The Perfect Run Bölüm 55
Ve her şey çok iyi başladı!
Ryan Psyshock'un çenesini yumrukladıktan hemen sonra, Shroud 'varlığını' ortaya koydu ve her yöne cam kırıkları saçtı. Hayvan barınağındaki evcil hayvanlar hep bir ağızdan ulurken, durum hızla kaotik bir yakın dövüşe dönüştü.
Shortie hemen su tüfeğiyle Psyshock'a ateş etti ve sıvı Meta'nın etrafında üç metre genişliğinde bir baloncuk oluşturdu. Kötü niyetli telepat sıvı hapishaneden kaçamadan içeride debelenmeye başladı. Bu arada Rakshasa bir düzine gremlin çağırdı, Atom Kedi Mongrel'le yakın dövüşe girmeye çalıştı ancak bir basınçlı hava patlamasıyla püskürtüldü ve Wardrobe'un kostümü Che Guevara'nın cosplayine dönüştü. Panda'ya gelince...
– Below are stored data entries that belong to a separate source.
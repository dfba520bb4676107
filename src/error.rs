use thiserror::Error;

/// Failures surfaced by waveform extraction.
///
/// Every backend failure is mapped onto one of these variants before it
/// leaves the decoder adapter.
#[derive(Error, Debug, Clone, PartialEq, Eq)]
pub enum WaveformError {
    /// Empty input bytes or an out-of-range parameter.
    #[error("Invalid input: {0}")]
    InvalidInput(String),

    /// The container holds no decodable audio stream.
    #[error("No audio track found: {0}")]
    NoAudioTrack(String),

    /// The stream format is unsupported or the decoder could not start.
    #[error("Decoder initialization failed: {0}")]
    DecoderInit(String),

    /// The decoder failed mid-stream or the input was not fully consumed.
    #[error("Decode error: {0}")]
    Decode(String),

    /// Decoding finished without retaining a single sample.
    #[error("Decoding produced no audio samples")]
    EmptyResult,
}
mod cli;

use anyhow::{Context, Result};
use clap::Parser;
use indicatif::{ProgressBar, ProgressStyle};
use serde::Serialize;
use std::io::Write;
use std::path::{Path, PathBuf};
use std::time::Duration;

use cli::{Cli, OutputFormat};
use wavebars::config;
use wavebars::{BackendKind, Extractor, Waveform};

#[derive(Serialize)]
struct Report<'a> {
    path: &'a Path,
    waveform: Waveform,
}

fn main() -> Result<()> {
    env_logger::Builder::from_env(env_logger::Env::default().default_filter_or("info"))
        .format_timestamp_millis()
        .init();

    let mut cli = Cli::parse();

    // Load config: explicit --config path, or auto-detect wavebars.toml / user config
    let config_path = cli.config.clone().or_else(config::find_config);
    if let Some(ref path) = config_path {
        if let Some(cfg) = config::load_config(path) {
            log::info!("Loaded config from {}", path.display());
            // Merge: config values apply only when CLI is at its default
            if cli.bars == 200 { cli.bars = cfg.waveform.bars; }
            if cli.decimation == 20 { cli.decimation = cfg.waveform.decimation; }
            if !cli.normalize { cli.normalize = cfg.waveform.normalize; }
            if cli.backend == BackendKind::Symphonia { cli.backend = cfg.decoder.backend; }
            if cli.stall_timeout_ms == 10_000 { cli.stall_timeout_ms = cfg.decoder.stall_timeout_ms; }
        } else {
            log::warn!("Failed to load config from {}", path.display());
        }
    }

    log::info!(
        "wavebars: {} input(s), {} bars, decimation {}, backend {:?}",
        cli.inputs.len(),
        cli.bars,
        cli.decimation,
        cli.backend
    );

    let pb = if cli.inputs.len() > 1 {
        let pb = ProgressBar::new(cli.inputs.len() as u64);
        pb.set_style(
            ProgressStyle::default_bar()
                .template("[{elapsed_precise}] {bar:40.cyan/blue} {pos}/{len} files ({eta} remaining)")
                .context("Invalid progress bar template")?
                .progress_chars("=>-"),
        );
        pb
    } else {
        ProgressBar::hidden()
    };

    let mut reports = Vec::with_capacity(cli.inputs.len());
    let mut failures: Vec<&PathBuf> = Vec::new();

    for input in &cli.inputs {
        match extract_file(&cli, input) {
            Ok(waveform) => reports.push(Report { path: input, waveform }),
            Err(e) => {
                log::error!("{}: {:#}", input.display(), e);
                failures.push(input);
            }
        }
        pb.inc(1);
    }

    pb.finish_and_clear();

    let rendered = match cli.format {
        OutputFormat::Json => {
            let mut json = serde_json::to_string_pretty(&reports).context("Failed to serialize waveforms")?;
            json.push('\n');
            json
        }
        OutputFormat::Text => reports.iter().map(render_text).collect(),
    };

    match cli.output {
        Some(ref path) => {
            std::fs::write(path, rendered)
                .with_context(|| format!("Failed to write output: {}", path.display()))?;
            log::info!("Wrote {} waveform(s) to {}", reports.len(), path.display());
        }
        None => {
            let mut stdout = std::io::stdout().lock();
            stdout.write_all(rendered.as_bytes()).context("Failed to write to stdout")?;
        }
    }

    if !failures.is_empty() {
        anyhow::bail!("{} of {} input(s) failed", failures.len(), cli.inputs.len());
    }
    Ok(())
}

fn extract_file(cli: &Cli, input: &Path) -> Result<Waveform> {
    let bytes = std::fs::read(input)
        .with_context(|| format!("Failed to read audio file: {}", input.display()))?;

    let hint = input.extension().and_then(|e| e.to_str());
    let waveform = Extractor::new(cli.backend.build(hint))
        .bars(cli.bars as usize)
        .decimation(cli.decimation as usize)
        .stall_timeout(Duration::from_millis(cli.stall_timeout_ms))
        .normalize(cli.normalize)
        .extract(&bytes)
        .with_context(|| format!("Failed to extract waveform from {}", input.display()))?;

    Ok(waveform)
}

fn render_text(report: &Report) -> String {
    let bars: Vec<String> = report.waveform.bars.iter().map(|b| format!("{:.4}", b)).collect();
    format!("{}: {}\n", report.path.display(), bars.join(","))
}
Kavga başladığında Sivrisinek hemen ona doğru uçtu ve ayıyı kanını içebileceği kolay bir av olarak seçti. Ancak Ryan'ın öğrencisinin bir kutup ayısından daha büyük ve en az onun kadar sert vuran yedi yüz kiloluk bir juggernaut olduğunu unutmuştu.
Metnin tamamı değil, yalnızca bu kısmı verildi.